What Business Are You In?

If you answered anything other than the people business, you failed. Companies do not buy products, people do. Salespeople regularly make the mistake of leading with their product before they understand the customer’s business issue. Salespeople often think that if they know their products inside and out, they can persuade customers to buy them. However, this is often not the case. Why? Customers buy products for many reasons, including perceptions, relationships, etc. Salespeople must understand them. People first, product second.

For example, my wife and I recently visited a car dealership. We were approached by a salesperson while we were standing next to a particular vehicle. The salesperson immediately started listing all of the car’s features, functions and specifications without first understanding what we were looking for and why.
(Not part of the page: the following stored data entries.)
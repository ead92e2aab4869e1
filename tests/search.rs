use lodestone::{
    search, BooleanClause, BooleanNode, Document, IndexReader, IndexWriter, MatchType, Node,
    TermNode, TopNCollector,
};

use rand::rngs::StdRng;
use rand::{Rng, SeedableRng};
use tempfile::TempDir;

fn u64_bytes(value: u64) -> Vec<u8> {
    value.to_be_bytes().to_vec()
}

fn doc(id: u64, body: &str, title: &str) -> Document {
    let mut document = Document::new();
    document.add_bytes("id", u64_bytes(id));
    document.add_text("body", body.as_bytes());
    document.add_text("title", title.as_bytes());
    document
}

/// Two batches, so two segments.
fn build_simple_index(dir: &TempDir) {
    let writer = IndexWriter::open(dir.path()).unwrap();

    writer
        .add_documents(&[
            doc(9, "This is a hello world. Business.", "Hello, world"),
            doc(
                3,
                "After years of struggling to stay afloat, a beloved local business... \
                 business world",
                "Local Business Closes its Doors",
            ),
            doc(
                89,
                "This is an apple. This is an orange. This is a car.",
                "This is",
            ),
        ])
        .unwrap();

    writer
        .add_documents(&[doc(34, "Roger that", "Ok, this is ok")])
        .unwrap();
}

fn should(field: &str, term: &str) -> BooleanClause {
    BooleanClause {
        match_type: MatchType::Should,
        node: TermNode::new(field, term.as_bytes()),
    }
}

fn must(field: &str, term: &str) -> BooleanClause {
    BooleanClause {
        match_type: MatchType::Must,
        node: TermNode::new(field, term.as_bytes()),
    }
}

fn search_ids(query: &Node, reader: &IndexReader, top_n: usize) -> Vec<u64> {
    let mut collector = TopNCollector::new(top_n);
    search(query, reader, &mut collector).unwrap();

    collector
        .into_sorted_docs()
        .into_iter()
        .map(|hit| {
            let value = reader.value("id", hit.doc_id).unwrap().unwrap();
            u64::from_be_bytes(value.as_slice().try_into().unwrap())
        })
        .collect()
}

#[test]
fn single_term_should_matches_one_doc() {
    let dir = TempDir::new().unwrap();
    build_simple_index(&dir);
    let reader = IndexReader::open(dir.path()).unwrap();

    let query = BooleanNode::new(vec![should("body", "hello")]);
    assert_eq!(search_ids(&query, &reader, 10), vec![9]);
}

#[test]
fn bare_term_node_as_query_root() {
    let dir = TempDir::new().unwrap();
    build_simple_index(&dir);
    let reader = IndexReader::open(dir.path()).unwrap();

    let query = TermNode::new("body", "hello".as_bytes());
    assert_eq!(search_ids(&query, &reader, 10), vec![9]);
}

#[test]
fn higher_term_frequency_ranks_first() {
    let dir = TempDir::new().unwrap();
    build_simple_index(&dir);
    let reader = IndexReader::open(dir.path()).unwrap();

    // "business" appears twice in doc 3 and once in doc 9.
    let query = BooleanNode::new(vec![should("body", "business")]);
    assert_eq!(search_ids(&query, &reader, 10), vec![3, 9]);
}

#[test]
fn shorter_field_ranks_first_at_equal_frequency() {
    let dir = TempDir::new().unwrap();
    build_simple_index(&dir);
    let reader = IndexReader::open(dir.path()).unwrap();

    let query = BooleanNode::new(vec![should("title", "is")]);
    assert_eq!(search_ids(&query, &reader, 10), vec![89, 34]);
}

#[test]
fn cross_field_disjunction_ranks_double_match_first() {
    let dir = TempDir::new().unwrap();
    build_simple_index(&dir);
    let reader = IndexReader::open(dir.path()).unwrap();

    // Doc 89 matches "is" in both fields and outranks single-field hits.
    let query = BooleanNode::new(vec![should("title", "is"), should("body", "is")]);
    assert_eq!(search_ids(&query, &reader, 10), vec![89, 9, 34]);
}

#[test]
fn conjunction_requires_all_terms() {
    let dir = TempDir::new().unwrap();
    build_simple_index(&dir);
    let reader = IndexReader::open(dir.path()).unwrap();

    let query = BooleanNode::new(vec![must("title", "is"), must("body", "that")]);
    assert_eq!(search_ids(&query, &reader, 10), vec![34]);
}

#[test]
fn conjunction_with_absent_term_matches_nothing() {
    let dir = TempDir::new().unwrap();
    build_simple_index(&dir);
    let reader = IndexReader::open(dir.path()).unwrap();

    let query = BooleanNode::new(vec![must("title", "is"), must("body", "unobtainium")]);
    assert_eq!(search_ids(&query, &reader, 10), Vec::<u64>::new());
}

#[test]
fn absent_term_yields_empty_results() {
    let dir = TempDir::new().unwrap();
    build_simple_index(&dir);
    let reader = IndexReader::open(dir.path()).unwrap();

    let query = BooleanNode::new(vec![should("body", "unobtainium")]);
    assert_eq!(search_ids(&query, &reader, 10), Vec::<u64>::new());
}

#[test]
fn unknown_field_yields_empty_results() {
    let dir = TempDir::new().unwrap();
    build_simple_index(&dir);
    let reader = IndexReader::open(dir.path()).unwrap();

    let query = BooleanNode::new(vec![should("subtitle", "is")]);
    assert_eq!(search_ids(&query, &reader, 10), Vec::<u64>::new());
}

#[test]
fn delete_then_search_drops_the_tombstoned_doc() {
    let dir = TempDir::new().unwrap();
    build_simple_index(&dir);

    let writer = IndexWriter::open(dir.path()).unwrap();
    writer.delete_documents("id", &[u64_bytes(89)]).unwrap();

    let reader = IndexReader::open(dir.path()).unwrap();
    let query = BooleanNode::new(vec![should("title", "is")]);
    assert_eq!(search_ids(&query, &reader, 10), vec![34]);
}

#[test]
fn deletion_is_monotone_across_generations() {
    let dir = TempDir::new().unwrap();
    build_simple_index(&dir);

    let writer = IndexWriter::open(dir.path()).unwrap();
    // First generation tombstones a doc in the first segment, the second
    // one a doc in the second segment; both must stay deleted.
    writer.delete_documents("id", &[u64_bytes(9)]).unwrap();
    writer.delete_documents("id", &[u64_bytes(34)]).unwrap();

    let reader = IndexReader::open(dir.path()).unwrap();
    let query = BooleanNode::new(vec![should("title", "is"), should("body", "is")]);
    assert_eq!(search_ids(&query, &reader, 10), vec![89]);
}

#[test]
fn delete_of_nonexistent_value_is_a_noop() {
    let dir = TempDir::new().unwrap();
    build_simple_index(&dir);

    let writer = IndexWriter::open(dir.path()).unwrap();
    writer.delete_documents("id", &[u64_bytes(12345)]).unwrap();

    // No deletion generation was written.
    assert!(!dir.path().join("deleted.0.data").exists());

    let reader = IndexReader::open(dir.path()).unwrap();
    let query = BooleanNode::new(vec![should("title", "is")]);
    assert_eq!(search_ids(&query, &reader, 10), vec![89, 34]);
}

#[test]
fn empty_batch_writes_no_segment() {
    let dir = TempDir::new().unwrap();
    let writer = IndexWriter::open(dir.path()).unwrap();
    writer.add_documents(&[]).unwrap();

    let reader = IndexReader::open(dir.path()).unwrap();
    assert!(reader.segment_readers().is_empty());
}

#[test]
fn reader_is_a_snapshot_of_open_time() {
    let dir = TempDir::new().unwrap();
    build_simple_index(&dir);

    let before = IndexReader::open(dir.path()).unwrap();

    let writer = IndexWriter::open(dir.path()).unwrap();
    writer
        .add_documents(&[doc(50, "hello again", "Untitled")])
        .unwrap();

    let query = BooleanNode::new(vec![should("body", "hello")]);
    assert_eq!(search_ids(&query, &before, 10), vec![9]);

    let after = IndexReader::open(dir.path()).unwrap();
    let mut ids = search_ids(&query, &after, 10);
    ids.sort_unstable();
    assert_eq!(ids, vec![9, 50]);
}

#[test]
fn stored_values_round_trip_exactly() {
    let dir = TempDir::new().unwrap();
    let writer = IndexWriter::open(dir.path()).unwrap();

    let mut document = Document::new();
    document.add_bytes("id", u64_bytes(1));
    document.add_bytes("payload", vec![0u8, 255, 1, 128, 7]);
    writer.add_documents(&[document]).unwrap();

    let reader = IndexReader::open(dir.path()).unwrap();
    let hits = reader.search_by_exact_values("id", &[u64_bytes(1)]).unwrap();
    assert_eq!(hits.len(), 1);

    let payload = reader.value("payload", hits[0]).unwrap().unwrap();
    assert_eq!(payload, vec![0u8, 255, 1, 128, 7]);
    assert_eq!(reader.value("missing", hits[0]).unwrap(), None);
}

#[test]
fn value_of_foreign_doc_id_is_none() {
    let dir = TempDir::new().unwrap();
    build_simple_index(&dir);
    let reader = IndexReader::open(dir.path()).unwrap();
    // A global id whose segment is not live.
    assert_eq!(reader.value("id", u64::MAX).unwrap(), None);
}

/// Top-N retrieval with pruning must return exactly the best-scoring docs
/// an exhaustive (never-pruned) run finds.
#[test]
fn pruned_top_n_equals_exhaustive_top_n() {
    let vocabulary = [
        "the", "quick", "brown", "fox", "jumps", "over", "lazy", "dog", "and", "cat", "runs",
        "fast", "through", "green", "fields", "under", "bright", "skies", "every", "morning",
    ];

    let dir = TempDir::new().unwrap();
    let writer = IndexWriter::open(dir.path()).unwrap();
    let mut rng = StdRng::seed_from_u64(7);

    let mut next_id = 0u64;
    for _ in 0..3 {
        let mut batch = Vec::new();
        for _ in 0..100 {
            let length = rng.gen_range(2..30);
            let body = (0..length)
                .map(|_| vocabulary[rng.gen_range(0..vocabulary.len())])
                .collect::<Vec<_>>()
                .join(" ");

            let mut document = Document::new();
            document.add_bytes("id", u64_bytes(next_id));
            document.add_text("body", body.as_bytes());
            batch.push(document);
            next_id += 1;
        }
        writer.add_documents(&batch).unwrap();
    }

    let reader = IndexReader::open(dir.path()).unwrap();

    for terms in [
        vec!["the"],
        vec!["quick", "lazy"],
        vec!["the", "fox", "morning"],
        vec!["green", "skies", "dog", "runs"],
    ] {
        let query = BooleanNode::new(
            terms
                .iter()
                .map(|&term| should("body", term))
                .collect::<Vec<_>>(),
        );

        // A heap that never fills keeps the lower bound at zero, so this
        // run scores every matching doc.
        let mut exhaustive = TopNCollector::new(10_000);
        search(&query, &reader, &mut exhaustive).unwrap();
        let reference = exhaustive.into_sorted_docs();

        let mut pruned = TopNCollector::new(5);
        search(&query, &reader, &mut pruned).unwrap();
        let top = pruned.into_sorted_docs();

        assert_eq!(top.len(), reference.len().min(5));
        for (pruned_hit, reference_hit) in top.iter().zip(reference.iter()) {
            assert_eq!(pruned_hit.score, reference_hit.score);
        }
    }
}

#[test]
fn conjunction_agrees_with_manual_intersection() {
    let dir = TempDir::new().unwrap();
    let writer = IndexWriter::open(dir.path()).unwrap();

    writer
        .add_documents(&[
            doc(1, "alpha beta", "x"),
            doc(2, "alpha", "x"),
            doc(3, "beta alpha beta", "x"),
        ])
        .unwrap();
    writer
        .add_documents(&[doc(4, "beta", "x"), doc(5, "alpha beta gamma", "x")])
        .unwrap();

    let reader = IndexReader::open(dir.path()).unwrap();
    let query = BooleanNode::new(vec![must("body", "alpha"), must("body", "beta")]);
    let mut ids = search_ids(&query, &reader, 10);
    ids.sort_unstable();
    assert_eq!(ids, vec![1, 3, 5]);
}
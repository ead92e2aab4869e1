use log::debug;

use crate::core::error::Result;
use crate::core::types::to_global_doc_id;
use crate::query::ast::Node;
use crate::query::context::QueryContext;
use crate::query::execution::{generate_execution_context, FieldLengthNorms};
use crate::reader::index_reader::IndexReader;
use crate::search::collector::Collector;

/// Runs a query against every live segment, feeding the collector
/// (local doc id, score) hits mapped to global ids. Tombstoned docs are
/// dropped after scoring; the collector's lower bound is re-read before
/// every step so pruning tightens as the heap fills.
pub fn search(query: &Node, reader: &IndexReader, collector: &mut dyn Collector) -> Result<()> {
    let mut query_context = QueryContext::default();
    let root = query.compile_root(&mut query_context)?;

    let segments = reader.segment_readers();
    let execution = generate_execution_context(&query_context, segments)?;

    for (segment_index, segment) in segments.iter().enumerate() {
        let Some(mut iterator) = root.create_iterator(&execution, segment_index)? else {
            continue;
        };

        let mut length_norms = FieldLengthNorms::new(
            &execution.length_readers[segment_index],
            &execution.precomputed_norms,
        );

        let mut hits = 0u64;
        loop {
            let lower_bound = collector.lower_bound();
            let Some((local_doc_id, score)) = iterator.next(&mut length_norms, lower_bound)?
            else {
                break;
            };

            if score < lower_bound {
                continue;
            }

            if segment.deleted_docs.contains(local_doc_id.0) {
                continue;
            }

            collector.collect(to_global_doc_id(segment.id, local_doc_id), score);
            hits += 1;
        }

        debug!("segment {}: {} hits collected", segment.id, hits);
    }

    Ok(())
}
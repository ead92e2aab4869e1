use std::fs;
use std::io::Write;
use std::path::Path;

use crate::core::error::{Error, ErrorKind, Result};
use crate::storage::layout::create_file;

/// Per-field segment stats: 12 bytes of
/// `doc_count (u32 BE) ‖ sum_term_freq (u64 BE)`.
pub fn write_field_stats(path: &Path, doc_count: u32, sum_term_freq: u64) -> Result<()> {
    let mut buffer = [0u8; 12];
    buffer[0..4].copy_from_slice(&doc_count.to_be_bytes());
    buffer[4..12].copy_from_slice(&sum_term_freq.to_be_bytes());

    let mut file = create_file(path)?;
    file.write_all(&buffer)?;
    Ok(())
}

pub fn read_field_stats(path: &Path) -> Result<(u32, u64)> {
    let bytes = fs::read(path)?;
    if bytes.len() < 12 {
        return Err(Error::new(ErrorKind::Format, "truncated field stats file"));
    }

    let doc_count = u32::from_be_bytes(bytes[0..4].try_into().unwrap());
    let sum_term_freq = u64::from_be_bytes(bytes[4..12].try_into().unwrap());
    Ok((doc_count, sum_term_freq))
}
use std::path::Path;

use crate::core::error::{Error, ErrorKind, Result};
use crate::storage::kv_store::{KVStoreReader, KVStoreWriter};

/// Where a term's postings live in the field's frequencies file.
#[derive(Debug, Clone, Copy, PartialEq, Eq)]
pub struct TermInfo {
    pub doc_freq: u32,
    pub freqs_start_offset: u64,
    pub freqs_end_offset: u64,
}

const TERM_INFO_SIZE: usize = 20;

/// Term dictionary atop a KV store: key = term bytes, value = 20 bytes of
/// `doc_freq (u32 BE) ‖ start_offset (u64 BE) ‖ end_offset (u64 BE)`.
/// Terms must be appended in ascending byte order.
pub struct DictionaryWriter {
    kv_writer: KVStoreWriter,
    buffer: [u8; TERM_INFO_SIZE],
}

impl DictionaryWriter {
    pub fn create(base: &Path) -> Result<Self> {
        Ok(DictionaryWriter {
            kv_writer: KVStoreWriter::create(base)?,
            buffer: [0; TERM_INFO_SIZE],
        })
    }

    pub fn write(&mut self, term: &[u8], term_info: &TermInfo) -> Result<()> {
        self.buffer[0..4].copy_from_slice(&term_info.doc_freq.to_be_bytes());
        self.buffer[4..12].copy_from_slice(&term_info.freqs_start_offset.to_be_bytes());
        self.buffer[12..20].copy_from_slice(&term_info.freqs_end_offset.to_be_bytes());
        self.kv_writer.append(term, &self.buffer)
    }

    pub fn finish(self) -> Result<()> {
        self.kv_writer.finish()
    }
}

pub struct DictionaryReader {
    kv_reader: KVStoreReader,
}

impl DictionaryReader {
    pub fn open(base: &Path) -> Result<Self> {
        Ok(DictionaryReader {
            kv_reader: KVStoreReader::open(base)?,
        })
    }

    pub fn get(&self, term: &[u8]) -> Result<Option<TermInfo>> {
        let Some(value) = self.kv_reader.get(term)? else {
            return Ok(None);
        };

        if value.len() != TERM_INFO_SIZE {
            return Err(Error::new(ErrorKind::Format, "malformed dictionary entry"));
        }

        Ok(Some(TermInfo {
            doc_freq: u32::from_be_bytes(value[0..4].try_into().unwrap()),
            freqs_start_offset: u64::from_be_bytes(value[4..12].try_into().unwrap()),
            freqs_end_offset: u64::from_be_bytes(value[12..20].try_into().unwrap()),
        }))
    }
}
use memmap2::{Mmap, MmapOptions};
use std::fs::File;
use std::path::Path;

use crate::core::error::Result;

/// Read-only memory-mapped file for zero-copy reads.
///
/// Empty files are common (a field with no terms produces empty dictionary
/// and frequencies files) and cannot be mapped, so `mmap` is optional.
#[derive(Debug)]
pub struct MmapFile {
    mmap: Option<Mmap>,
    len: usize,
}

impl MmapFile {
    pub fn open_read_only<P: AsRef<Path>>(path: P) -> Result<Self> {
        let file = File::open(&path)?;
        let len = file.metadata()?.len() as usize;

        let mmap = if len == 0 {
            None
        } else {
            Some(unsafe { MmapOptions::new().len(len).map(&file)? })
        };

        Ok(MmapFile { mmap, len })
    }

    pub fn data(&self) -> &[u8] {
        match &self.mmap {
            Some(mmap) => &mmap[..],
            None => &[],
        }
    }

    pub fn len(&self) -> usize {
        self.len
    }

    pub fn is_empty(&self) -> bool {
        self.len == 0
    }
}
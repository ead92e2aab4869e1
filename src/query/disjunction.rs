use crate::core::error::{Error, ErrorKind, Result};
use crate::core::types::LocalDocId;
use crate::query::execution::FieldLengthNorms;
use crate::query::term_iterator::ChildTermIterator;

/// Block-max WAND over the child term iterators.
///
/// Reference: Shuai Ding and Torsten Suel. 2011. Faster top-k document
/// retrieval using block-max indexes. SIGIR '11.
pub struct DisjunctionIterator<'a> {
    children: Vec<ChildTermIterator<'a>>,
}

impl<'a> DisjunctionIterator<'a> {
    pub fn new(mut children: Vec<ChildTermIterator<'a>>) -> Result<Self> {
        for child in &mut children {
            child.next_shallow(LocalDocId(0))?;
        }
        Ok(DisjunctionIterator { children })
    }

    pub fn next(
        &mut self,
        length_norms: &mut FieldLengthNorms,
        lower_bound: f32,
    ) -> Result<Option<(LocalDocId, f32)>> {
        loop {
            if self.children.is_empty() {
                return Ok(None);
            }

            self.children.sort_by_key(|child| child.doc_id());

            // Pivot: the shortest prefix whose cumulative best-case score
            // clears the threshold. No such prefix means nothing left can
            // enter the top N.
            let mut cumulative = 0.0f32;
            let mut pivot = None;
            for (index, child) in self.children.iter().enumerate() {
                cumulative += child.global_upper_bound();
                if cumulative > lower_bound {
                    pivot = Some(index);
                    break;
                }
            }
            let Some(mut pivot) = pivot else {
                return Ok(None);
            };

            let pivot_doc = self.children[pivot].doc_id();

            // Move every earlier child's block window up to the pivot doc.
            let mut index = 0;
            while index < pivot {
                if self.children[index].next_shallow(pivot_doc)? {
                    index += 1;
                } else {
                    self.children.remove(index);
                    pivot -= 1;
                }
            }

            // Refine with the per-block bounds of the pivot prefix. A
            // child tied with the pivot just after it would contribute to
            // the pivot doc without being covered by this sum, so the
            // skip below only applies when there is no such tie.
            let block_upper_bound: f32 = self.children[..=pivot]
                .iter()
                .map(|child| child.block_upper_bound())
                .sum();
            let tied_after_pivot = pivot + 1 < self.children.len()
                && self.children[pivot + 1].doc_id() == pivot_doc;

            if block_upper_bound <= lower_bound && !tied_after_pivot {
                // No doc up to the earliest block boundary (and before
                // the next child's doc) can clear the threshold; jump the
                // strongest covered child past that point.
                let mut boundary = self.children[..=pivot]
                    .iter()
                    .map(|child| child.block_max_doc_id().0)
                    .min()
                    .unwrap_or(0);
                if pivot + 1 < self.children.len() {
                    boundary = boundary.min(self.children[pivot + 1].doc_id().0 - 1);
                }

                let covered = self.children[..=pivot].iter().enumerate();
                let Some(strongest) = Self::highest_idf(covered) else {
                    continue;
                };
                if !self.children[strongest].next(LocalDocId(boundary.saturating_add(1)))? {
                    self.children.swap_remove(strongest);
                }
                continue;
            }

            if self.children[0].doc_id() != pivot_doc {
                // Not everything before the pivot is aligned yet; advance
                // the strongest child still sitting below the pivot doc.
                // Children whose block move already pushed them beyond it
                // are progress on their own.
                let behind = self.children[..pivot]
                    .iter()
                    .enumerate()
                    .filter(|(_, child)| child.doc_id() < pivot_doc);
                let Some(strongest) = Self::highest_idf(behind) else {
                    continue;
                };
                if !self.children[strongest].next(pivot_doc)? {
                    self.children.swap_remove(strongest);
                }
                continue;
            }

            // The pivot doc is a candidate: score every child that holds
            // it, then advance those children past it.
            length_norms.set_doc(pivot_doc);
            let mut score = 0.0f32;
            let mut index = 0;
            while index < self.children.len() {
                if !self.children[index].next(pivot_doc)? {
                    return Err(Error::new(
                        ErrorKind::Internal,
                        "disjunction child exhausted before its pivot",
                    ));
                }

                if self.children[index].doc_id() == pivot_doc {
                    score += self.children[index].score(length_norms)?;
                    if !self.children[index]
                        .next(LocalDocId(pivot_doc.0.saturating_add(1)))?
                    {
                        // Swap-remove is enough; the next round re-sorts.
                        self.children.swap_remove(index);
                        continue;
                    }
                }

                index += 1;
            }

            return Ok(Some((pivot_doc, score)));
        }
    }

    fn highest_idf<'b, 'c: 'b>(
        children: impl Iterator<Item = (usize, &'b ChildTermIterator<'c>)>,
    ) -> Option<usize> {
        let mut best = None;
        let mut best_idf = f32::MIN;
        for (index, child) in children {
            if child.idf() > best_idf {
                best_idf = child.idf();
                best = Some(index);
            }
        }
        best
    }
}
That is, who would be the primary driver? What would we be using the car for? Do we have kids? If so, how many and what ages? Etc. How could the salesperson help us solve our problem unless he first understood it?

In contrast, last week, I had a meeting with a prospective partner. Instead of launching into how we could do business, the partner representative started the conversation by saying that he did not think we should do business together because I went to Gonzaga University and he went to Saint Mary’s, two basketball rivals. He said that we would never get along. While he was joking, I instantly liked him. The partner representative knew that he was in the people business.  Before talking partnership, he found out something about me and figured out how to incorporate it.

Sales is about service. It is about helping customers solve problems and make the right decisions. You must understand the customer’s problems to help solve them. You must also understand their issues to help them make the right decisions. Great salespeople always make cusotmers more important than products. They take an interest in customers first before taking an interest in selling them something. Stay interested in customers before, during and after the sale. Stay interested in customers even if you do not get the sale. People first, product second.